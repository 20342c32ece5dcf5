use std::ops::Deref;

use surrealdb::{
    engine::any::{connect, Any},
    opt::auth::Root,
    Error, Surreal,
};

use super::types::StoredObject;

#[derive(Clone)]
pub struct SurrealDbClient {
    pub client: Surreal<Any>,
}

impl SurrealDbClient {
    /// Connects to the vector database. The address decides the engine:
    /// an embedded file/memory engine for local mode, `ws://`/`wss://` for
    /// a managed remote instance.
    pub async fn new(
        address: &str,
        username: &str,
        password: &str,
        namespace: &str,
        database: &str,
    ) -> Result<Self, Error> {
        let db = connect(address).await?;

        // Sign in to database
        db.signin(Root { username, password }).await?;

        // Set namespace
        db.use_ns(namespace).use_db(database).await?;

        Ok(SurrealDbClient { client: db })
    }

    /// Defines the tables and indexes the service relies on. Safe to run on
    /// every startup.
    pub async fn ensure_initialized(&self, embedding_dimensions: usize) -> Result<(), Error> {
        self.client
            .query(format!(
                "DEFINE INDEX IF NOT EXISTS idx_page_embedding ON page_node FIELDS embedding HNSW DIMENSION {embedding_dimensions} DIST COSINE"
            ))
            .await?;
        self.client
            .query("DEFINE INDEX IF NOT EXISTS idx_page_document ON page_node FIELDS document_id")
            .await?;
        self.client
            .query("DEFINE INDEX IF NOT EXISTS idx_document_sha ON document FIELDS sha256")
            .await?;
        self.client
            .query("DEFINE INDEX IF NOT EXISTS idx_task_state ON ingestion_task FIELDS state")
            .await?;
        self.client
            .query(
                "DEFINE INDEX IF NOT EXISTS idx_task_scheduled ON ingestion_task FIELDS scheduled_at",
            )
            .await?;

        Ok(())
    }

    /// Stores an object under its own id, returning the stored record.
    pub async fn store_item<T>(&self, item: T) -> Result<Option<T>, Error>
    where
        T: StoredObject + Send + Sync + 'static,
    {
        self.client
            .create((T::table_name(), item.get_id()))
            .content(item)
            .await
    }

    /// Retrieves every record of a table.
    pub async fn get_all_stored_items<T>(&self) -> Result<Vec<T>, Error>
    where
        T: for<'de> StoredObject,
    {
        self.client.select(T::table_name()).await
    }

    /// Retrieves a single record by id.
    pub async fn get_item<T>(&self, id: &str) -> Result<Option<T>, Error>
    where
        T: for<'de> StoredObject,
    {
        self.client.select((T::table_name(), id)).await
    }

    /// Deletes a single record by id, returning the deleted record.
    pub async fn delete_item<T>(&self, id: &str) -> Result<Option<T>, Error>
    where
        T: for<'de> StoredObject,
    {
        self.client.delete((T::table_name(), id)).await
    }
}

impl Deref for SurrealDbClient {
    type Target = Surreal<Any>;

    fn deref(&self) -> &Self::Target {
        &self.client
    }
}

#[cfg(any(test, feature = "test-utils"))]
impl SurrealDbClient {
    /// Create an in-memory SurrealDB client for testing.
    pub async fn memory(namespace: &str, database: &str) -> Result<Self, Error> {
        let db = connect("mem://").await?;

        db.use_ns(namespace).use_db(database).await?;

        Ok(SurrealDbClient { client: db })
    }
}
+ + + + +
What you will do: Each entry above should be written again exactly.

Solution to the exercise:
repository 20342c32ece5dcf5
use std::ops::Deref;

use surrealdb::{
    engine::any::{connect, Any},
    opt::auth::Root,
    Error, Surreal,
};

use super::types::StoredObject;

#[derive(Clone)]
pub struct SurrealDbClient {
    pub client: Surreal<Any>,
}

impl SurrealDbClient {
    /// Connects to the vector database. The address decides the engine:
    /// an embedded file/memory engine for local mode, `ws://`/`wss://` for
    /// a managed remote instance.
    pub async fn new(
        address: &str,
        username: &str,
        password: &str,
        namespace: &str,
        database: &str,
    ) -> Result<Self, Error> {
        let db = connect(address).await?;

        // Sign in to database
        db.signin(Root { username, password }).await?;

        // Set namespace
        db.use_ns(namespace).use_db(database).await?;

        Ok(SurrealDbClient { client: db })
    }

    /// Defines the tables and indexes the service relies on. Safe to run on
    /// every startup.
    pub async fn ensure_initialized(&self, embedding_dimensions: usize) -> Result<(), Error> {
        self.client
            .query(format!(
                "DEFINE INDEX IF NOT EXISTS idx_page_embedding ON page_node FIELDS embedding HNSW DIMENSION {embedding_dimensions} DIST COSINE"
            ))
            .await?;
        self.client
            .query("DEFINE INDEX IF NOT EXISTS idx_page_document ON page_node FIELDS document_id")
            .await?;
        self.client
            .query("DEFINE INDEX IF NOT EXISTS idx_document_sha ON document FIELDS sha256")
            .await?;
        self.client
            .query("DEFINE INDEX IF NOT EXISTS idx_task_state ON ingestion_task FIELDS state")
            .await?;
        self.client
            .query(
                "DEFINE INDEX IF NOT EXISTS idx_task_scheduled ON ingestion_task FIELDS scheduled_at",
            )
            .await?;

        Ok(())
    }

    /// Stores an object under its own id, returning the stored record.
    pub async fn store_item<T>(&self, item: T) -> Result<Option<T>, Error>
    where
        T: StoredObject + Send + Sync + 'static,
    {
        self.client
            .create((T::table_name(), item.get_id()))
            .content(item)
            .await
    }

    /// Retrieves every record of a table.
    pub async fn get_all_stored_items<T>(&self) -> Result<Vec<T>, Error>
    where
        T: for<'de> StoredObject,
    {
        self.client.select(T::table_name()).await
    }

    /// Retrieves a single record by id.
    pub async fn get_item<T>(&self, id: &str) -> Result<Option<T>, Error>
    where
        T: for<'de> StoredObject,
    {
        self.client.select((T::table_name(), id)).await
    }

    /// Deletes a single record by id, returning the deleted record.
    pub async fn delete_item<T>(&self, id: &str) -> Result<Option<T>, Error>
    where
        T: for<'de> StoredObject,
    {
        self.client.delete((T::table_name(), id)).await
    }
}

impl Deref for SurrealDbClient {
    type Target = Surreal<Any>;

    fn deref(&self) -> &Self::Target {
        &self.client
    }
}

#[cfg(any(test, feature = "test-utils"))]
impl SurrealDbClient {
    /// Create an in-memory SurrealDB client for testing.
    pub async fn memory(namespace: &str, database: &str) -> Result<Self, Error> {
        let db = connect("mem://").await?;

        db.use_ns(namespace).use_db(database).await?;

        Ok(SurrealDbClient { client: db })
    }
}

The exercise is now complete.